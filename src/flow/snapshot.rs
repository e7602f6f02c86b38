// src/flow/snapshot.rs

//! JSON persistence of a flow's state, so an interrupted run can resume.
//!
//! Only data is saved. Custom job builders and named finishing actions are
//! code and must be registered again on the loaded flow.

use std::fs;
use std::path::{Path, PathBuf};

use serde::{Deserialize, Serialize};
use tracing::{debug, info};

use crate::dag::{DepGraph, NodeId, Producer, Task};
use crate::errors::{FlowError, Result};
use crate::flow::work::WorkNode;
use crate::flow::{Flow, FlowOptions};
use crate::types::{TaskId, TaskStatus, WorkId};

pub const SNAPSHOT_VERSION: u32 = 1;

#[derive(Debug, Clone, Serialize, Deserialize)]
pub struct FlowSnapshot {
    pub version: u32,
    pub workdir: PathBuf,
    #[serde(default)]
    pub options: FlowOptions,
    pub works: Vec<WorkNode>,
    pub tasks: Vec<Task>,
}

impl Flow {
    pub fn snapshot(&self) -> FlowSnapshot {
        FlowSnapshot {
            version: SNAPSHOT_VERSION,
            workdir: self.workdir.clone(),
            options: self.options,
            works: self.works.clone(),
            tasks: self.tasks.clone(),
        }
    }

    /// Rebuild a flow from a snapshot.
    ///
    /// Tasks that were handed out or running when the snapshot was taken go
    /// back to `Init`: whatever ran them is gone.
    pub fn from_snapshot(snapshot: FlowSnapshot) -> Result<Flow> {
        if snapshot.version != SNAPSHOT_VERSION {
            return Err(FlowError::config(format!(
                "unsupported snapshot version {} (expected {SNAPSHOT_VERSION})",
                snapshot.version
            )));
        }

        let mut flow = Flow::with_options(snapshot.workdir, snapshot.options);
        let mut graph = DepGraph::new();

        for (i, work) in snapshot.works.iter().enumerate() {
            if work.id != WorkId(i) {
                return Err(FlowError::config(format!(
                    "snapshot work #{i} carries id {}",
                    work.id
                )));
            }
            graph.add_work(work.id);
        }

        let mut tasks = snapshot.tasks;
        let task_count = tasks.len();

        for (i, work) in snapshot.works.iter().enumerate() {
            for (j, id) in work.tasks.iter().enumerate() {
                let member = tasks.get(id.0).filter(|t| t.work == work.id && t.pos == j);
                if member.is_none() {
                    return Err(FlowError::config(format!(
                        "work {} lists task {id} as member #{j}, which it does not own",
                        WorkId(i)
                    )));
                }
            }
        }
        for (i, task) in tasks.iter_mut().enumerate() {
            if task.id != TaskId(i) {
                return Err(FlowError::config(format!(
                    "snapshot task #{i} carries id {}",
                    task.id
                )));
            }
            let owner = snapshot.works.get(task.work.0).ok_or_else(|| {
                FlowError::config(format!("task {} belongs to unknown work {}", task.id, task.work))
            })?;
            if owner.tasks.get(task.pos) != Some(&task.id) {
                return Err(FlowError::config(format!(
                    "task {} is not member #{} of work {}",
                    task.id, task.pos, task.work
                )));
            }

            graph.add_task(task.id, task.work);
            for edge in &task.deps {
                let known = match edge.producer {
                    Producer::Task(t) => t.0 < task_count,
                    Producer::Work(w) => w.0 < snapshot.works.len(),
                    Producer::Sibling(_) => false,
                };
                let node = NodeId::from_producer(edge.producer).filter(|_| known);
                let Some(node) = node else {
                    return Err(FlowError::config(format!(
                        "task {} has an invalid producer {}",
                        task.id, edge.producer
                    )));
                };
                graph.add_dependency(node, task.id);
            }

            if matches!(task.status, TaskStatus::Ready | TaskStatus::Running) {
                debug!(task = %task.id, from = %task.status, "resetting interrupted task");
                task.status = TaskStatus::Init;
            }
        }

        if graph.is_cyclic() {
            return Err(FlowError::DagCycle("snapshot graph contains a cycle".into()));
        }

        flow.works = snapshot.works;
        flow.tasks = tasks;
        flow.graph = graph;
        Ok(flow)
    }

    /// Write the snapshot atomically (temp file + rename).
    pub fn save(&self, path: &Path) -> Result<()> {
        if let Some(parent) = path.parent().filter(|p| !p.as_os_str().is_empty()) {
            fs::create_dir_all(parent)?;
        }
        let tmp = path.with_extension("json.tmp");
        let bytes = serde_json::to_vec_pretty(&self.snapshot())?;
        fs::write(&tmp, bytes)?;
        fs::rename(&tmp, path)?;
        debug!(path = %path.display(), "flow snapshot saved");
        Ok(())
    }

    pub fn load(path: &Path) -> Result<Flow> {
        let bytes = fs::read(path)?;
        let snapshot: FlowSnapshot = serde_json::from_slice(&bytes)?;
        let flow = Flow::from_snapshot(snapshot)?;
        info!(
            path = %path.display(),
            works = flow.works.len(),
            tasks = flow.tasks.len(),
            "flow restored from snapshot"
        );
        Ok(flow)
    }
}

#[cfg(test)]
mod tests {
    use std::collections::BTreeMap;
    use std::path::PathBuf;

    use super::*;
    use crate::dag::{Artifact, Deps, JobSpec};
    use crate::flow::work::Work;
    use crate::types::WorkStatus;

    fn two_step(workdir: &Path) -> Flow {
        let mut flow = Flow::new(workdir);
        let mut work = Work::new().with_label("pair");
        let a = work.register_task(JobSpec::generic(["X"]), Deps::new());
        work.register_task(JobSpec::generic(["Y"]), Deps::new().on(a, "X"));
        flow.register_work(work).unwrap();
        flow
    }

    #[test]
    fn save_and_load_preserve_progress() {
        let dir = tempfile::tempdir().unwrap();
        let mut flow = two_step(dir.path());
        flow.next_runnable();
        flow.mark_running(TaskId(0)).unwrap();
        let outputs = BTreeMap::from([(Artifact::from("X"), PathBuf::from("/data/out_X"))]);
        flow.mark_succeeded(TaskId(0), outputs).unwrap();
        flow.next_runnable();
        flow.mark_running(TaskId(1)).unwrap();

        let path = dir.path().join("state").join("flow.json");
        flow.save(&path).unwrap();
        assert!(!path.with_extension("json.tmp").exists());

        let mut restored = Flow::load(&path).unwrap();
        assert_eq!(restored.task(TaskId(0)).unwrap().status(), TaskStatus::Succeeded);
        assert_eq!(restored.task(TaskId(1)).unwrap().status(), TaskStatus::Init);
        assert_eq!(restored.works()[0].status(), WorkStatus::Pending);
        assert_eq!(restored.next_runnable(), vec![TaskId(1)]);
    }

    #[test]
    fn rejects_unknown_versions_and_dangling_ids() {
        let dir = tempfile::tempdir().unwrap();
        let flow = two_step(dir.path());

        let mut snap = flow.snapshot();
        snap.version = 99;
        assert!(Flow::from_snapshot(snap).unwrap_err().is_configuration());

        let mut snap = flow.snapshot();
        snap.tasks.pop();
        snap.works[0].tasks.pop();
        snap.tasks[0].deps.push(crate::dag::DependencyEdge {
            producer: Producer::Task(TaskId(7)),
            artifact: Artifact::from("Q"),
        });
        assert!(Flow::from_snapshot(snap).is_err());

        // Work membership naming a task that does not exist.
        let mut snap = flow.snapshot();
        snap.works[0].tasks = vec![TaskId(0), TaskId(7)];
        assert!(Flow::from_snapshot(snap).unwrap_err().is_configuration());

        // The same task listed twice.
        let mut snap = flow.snapshot();
        snap.works[0].tasks = vec![TaskId(0), TaskId(1), TaskId(0)];
        assert!(Flow::from_snapshot(snap).unwrap_err().is_configuration());

        // Members out of order.
        let mut snap = flow.snapshot();
        snap.works[0].tasks.reverse();
        assert!(Flow::from_snapshot(snap).unwrap_err().is_configuration());
    }

    #[test]
    fn rejects_task_listed_by_another_work() {
        let dir = tempfile::tempdir().unwrap();
        let mut flow = two_step(dir.path());
        let mut other = Work::new().with_label("other");
        other.register_task(JobSpec::generic(["Z"]), Deps::new());
        flow.register_work(other).unwrap();

        let mut snap = flow.snapshot();
        snap.works[1].tasks.push(TaskId(0));
        assert!(Flow::from_snapshot(snap).unwrap_err().is_configuration());
    }
}
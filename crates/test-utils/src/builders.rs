use std::collections::BTreeMap;
use std::path::{Path, PathBuf};
use std::sync::atomic::{AtomicUsize, Ordering};
use std::sync::Arc;

use flowdag::config::{
    ConfigFile, ConfigSection, DepConfig, FinishConfig, RawConfigFile, TaskConfig, WorkConfig,
};
use flowdag::dag::{Artifact, Deps, JobSpec, Vars};
use flowdag::errors::Result;
use flowdag::flow::{FinishContext, Finisher, Flow, OnAllOk, WorkResult};
use flowdag::types::{TaskId, TaskKind, WorkId};
use serde_json::Value;

/// Builder for `ConfigFile` to simplify test setup.
pub struct PlanBuilder {
    config: RawConfigFile,
}

impl PlanBuilder {
    pub fn new() -> Self {
        Self {
            config: RawConfigFile {
                config: ConfigSection::default(),
                work: BTreeMap::new(),
            },
        }
    }

    pub fn workdir(mut self, dir: impl Into<PathBuf>) -> Self {
        self.config.config.workdir = dir.into();
        self
    }

    pub fn lazy_artifact_check(mut self) -> Self {
        self.config.config.eager_artifact_check = false;
        self
    }

    pub fn work(mut self, name: &str, finish: FinishConfig) -> Self {
        self.config
            .work
            .entry(name.to_string())
            .or_insert_with(|| WorkConfig {
                finish: FinishConfig::Noop,
                task: BTreeMap::new(),
            })
            .finish = finish;
        self
    }

    /// Add a task, creating its work with a no-op finisher if needed.
    pub fn task(mut self, work: &str, name: &str, task: TaskConfig) -> Self {
        self.config
            .work
            .entry(work.to_string())
            .or_insert_with(|| WorkConfig {
                finish: FinishConfig::Noop,
                task: BTreeMap::new(),
            })
            .task
            .insert(name.to_string(), task);
        self
    }

    pub fn raw(self) -> RawConfigFile {
        self.config
    }

    pub fn try_build(self) -> Result<ConfigFile> {
        ConfigFile::try_from(self.config)
    }

    pub fn build(self) -> ConfigFile {
        self.try_build()
            .expect("Failed to build valid config from builder")
    }
}

impl Default for PlanBuilder {
    fn default() -> Self {
        Self::new()
    }
}

/// Builder for `TaskConfig`.
pub struct TaskConfigBuilder {
    task: TaskConfig,
}

impl TaskConfigBuilder {
    pub fn new(kind: TaskKind) -> Self {
        Self {
            task: TaskConfig {
                kind,
                cmd: None,
                outputs: None,
                vars: Vars::new(),
                deps: Vec::new(),
                dedup: Vec::new(),
                reduced: Vec::new(),
            },
        }
    }

    /// A `generic` task declaring `outputs`.
    pub fn generic(outputs: &[&str]) -> Self {
        Self::new(TaskKind::Generic).outputs(outputs)
    }

    pub fn cmd(mut self, cmd: &str) -> Self {
        self.task.cmd = Some(cmd.to_string());
        self
    }

    pub fn outputs(mut self, outputs: &[&str]) -> Self {
        self.task.outputs = Some(outputs.iter().map(|o| o.to_string()).collect());
        self
    }

    pub fn dep(mut self, producer: &str, artifacts: &[&str]) -> Self {
        self.task.deps.push(DepConfig {
            producer: producer.to_string(),
            artifacts: artifacts.iter().map(|a| a.to_string()).collect(),
        });
        self
    }

    pub fn var(mut self, key: &str, value: Value) -> Self {
        self.task.vars.insert(key.to_string(), value);
        self
    }

    pub fn dedup(mut self, keys: &[&str]) -> Self {
        self.task.dedup = keys.iter().map(|k| k.to_string()).collect();
        self
    }

    pub fn reduced(mut self, keys: &[&str]) -> Self {
        self.task.reduced = keys.iter().map(|k| k.to_string()).collect();
        self
    }

    pub fn build(self) -> TaskConfig {
        self.task
    }
}

/// Finishing action counting its invocations.
#[derive(Debug, Clone, Default)]
pub struct CountingFinisher {
    calls: Arc<AtomicUsize>,
}

impl CountingFinisher {
    pub fn calls(&self) -> usize {
        self.calls.load(Ordering::SeqCst)
    }
}

impl OnAllOk for CountingFinisher {
    fn on_all_ok(&self, ctx: &FinishContext<'_>) -> WorkResult {
        self.calls.fetch_add(1, Ordering::SeqCst);
        WorkResult::ok(format!("{} members", ctx.members.len()))
    }
}

/// Work A with one task producing `X`; work B with `consumers` tasks each
/// reading `X` from it. B finishes through the named action `count`.
pub struct FanOut {
    pub flow: Flow,
    pub producer_work: WorkId,
    pub consumer_work: WorkId,
    pub producer: TaskId,
    pub consumers: Vec<TaskId>,
    pub finisher: CountingFinisher,
}

pub fn fan_out(workdir: impl Into<PathBuf>, consumers: usize) -> FanOut {
    let mut flow = Flow::new(workdir);
    let finisher = CountingFinisher::default();
    flow.register_finisher("count", Arc::new(finisher.clone()));

    let producer_work = flow.new_work("A", Finisher::Noop);
    let producer = flow
        .register_task(producer_work, JobSpec::generic(["X"]), Deps::new())
        .expect("register producer");

    let consumer_work = flow.new_work("B", Finisher::Named("count".to_string()));
    let consumers = (0..consumers)
        .map(|_| {
            flow.register_task(
                consumer_work,
                JobSpec::generic(["Y"]),
                Deps::new().on(producer, "X"),
            )
            .expect("register consumer")
        })
        .collect();

    FanOut {
        flow,
        producer_work,
        consumer_work,
        producer,
        consumers,
        finisher,
    }
}

/// Declared outputs of `task`, placed where the flow expects them.
pub fn expected_outputs(flow: &Flow, task: TaskId) -> BTreeMap<Artifact, PathBuf> {
    let job = flow.schedule(task).expect("schedule task");
    job.outputs.into_iter().collect()
}

pub fn outputs_in(dir: &Path, artifacts: &[&str]) -> BTreeMap<Artifact, PathBuf> {
    artifacts
        .iter()
        .map(|a| (Artifact::from(*a), dir.join(format!("out_{a}"))))
        .collect()
}

/// Mark `task` running and successful with its declared outputs.
pub fn succeed(flow: &mut Flow, task: TaskId) {
    let outputs = expected_outputs(flow, task);
    flow.mark_running(task).expect("mark running");
    flow.mark_succeeded(task, outputs).expect("mark succeeded");
}

/// Drive `flow` synchronously until nothing is runnable. Tasks for which
/// `fails` returns true are reported as failed. Returns tasks in the order
/// they were started.
pub fn drive<F>(flow: &mut Flow, mut fails: F) -> Vec<TaskId>
where
    F: FnMut(&Flow, TaskId) -> bool,
{
    let mut started = Vec::new();
    loop {
        let batch = flow.next_runnable();
        if batch.is_empty() {
            return started;
        }
        for task in batch {
            started.push(task);
            if fails(flow, task) {
                flow.mark_running(task).expect("mark running");
                flow.mark_failed(task, "scripted failure")
                    .expect("mark failed");
            } else {
                succeed(flow, task);
            }
        }
    }
}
- - -
● EXERCISE GOAL: Can you repeat, word for word, every line above from the one containing "file + rename)." down to the one containing "let bytes = fs::read(path)?;", including both?

● ANSWER TO THIS TASK:
    /// Write the snapshot atomically (temp file + rename).
    pub fn save(&self, path: &Path) -> Result<()> {
        if let Some(parent) = path.parent().filter(|p| !p.as_os_str().is_empty()) {
            fs::create_dir_all(parent)?;
        }
        let tmp = path.with_extension("json.tmp");
        let bytes = serde_json::to_vec_pretty(&self.snapshot())?;
        fs::write(&tmp, bytes)?;
        fs::rename(&tmp, path)?;
        debug!(path = %path.display(), "flow snapshot saved");
        Ok(())
    }

    pub fn load(path: &Path) -> Result<Flow> {
        let bytes = fs::read(path)?;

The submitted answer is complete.